Pick the lines holding the string "UserInfo" out of the records and copy them.
------------------------------------
//! Authentication types for JWT and tokens.

use chrono::{DateTime, Utc};
use serde::{Deserialize, Serialize};
use uuid::Uuid;

/// JWT claims for access tokens.
#[derive(Debug, Clone, Serialize, Deserialize)]
pub struct Claims {
    /// Subject (user ID).
    pub sub: Uuid,
    /// School the user belongs to (tenant).
    pub school: Uuid,
    /// User's role in the school.
    pub role: String,
    /// Issued at timestamp.
    pub iat: i64,
    /// Expiration timestamp.
    pub exp: i64,
}

impl Claims {
    /// Creates new claims for a user.
    #[must_use]
    pub fn new(user_id: Uuid, school_id: Uuid, role: &str, expires_at: DateTime<Utc>) -> Self {
        let now = Utc::now();
        Self {
            sub: user_id,
            school: school_id,
            role: role.to_string(),
            iat: now.timestamp(),
            exp: expires_at.timestamp(),
        }
    }

    /// Returns the user ID from claims.
    #[must_use]
    pub const fn user_id(&self) -> Uuid {
        self.sub
    }

    /// Returns the school ID from claims.
    #[must_use]
    pub const fn school_id(&self) -> Uuid {
        self.school
    }
}

/// Login request payload.
#[derive(Debug, Clone, Deserialize)]
pub struct LoginRequest {
    /// User email.
    pub email: String,
    /// User password.
    pub password: String,
}

/// Login response payload.
#[derive(Debug, Clone, Serialize)]
pub struct LoginResponse {
    /// Authenticated user info.
    pub user: UserInfo,
    /// Access token.
    pub access_token: String,
    /// Token type, always `Bearer`.
    pub token_type: &'static str,
    /// Token expiration in seconds.
    pub expires_in: i64,
}

/// User info returned in auth responses.
#[derive(Debug, Clone, Serialize)]
pub struct UserInfo {
    /// User ID.
    pub id: Uuid,
    /// User email.
    pub email: String,
    /// User full name.
    pub full_name: String,
    /// Role within the school.
    pub role: String,
    /// School ID.
    pub school_id: Uuid,
    /// Registration ID, if one was issued.
    pub registration_id: Option<String>,
}

#[cfg(test)]
mod tests {
    use super::*;
    use chrono::Duration;

    #[test]
    fn test_claims_accessors() {
        let user_id = Uuid::new_v4();
        let school_id = Uuid::new_v4();
        let claims = Claims::new(user_id, school_id, "bursar", Utc::now() + Duration::hours(1));

        assert_eq!(claims.user_id(), user_id);
        assert_eq!(claims.school_id(), school_id);
        assert_eq!(claims.role, "bursar");
        assert!(claims.exp > claims.iat);
    }
}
------------------------------------
WORKED SOLUTION
    pub user: UserInfo,
pub struct UserInfo {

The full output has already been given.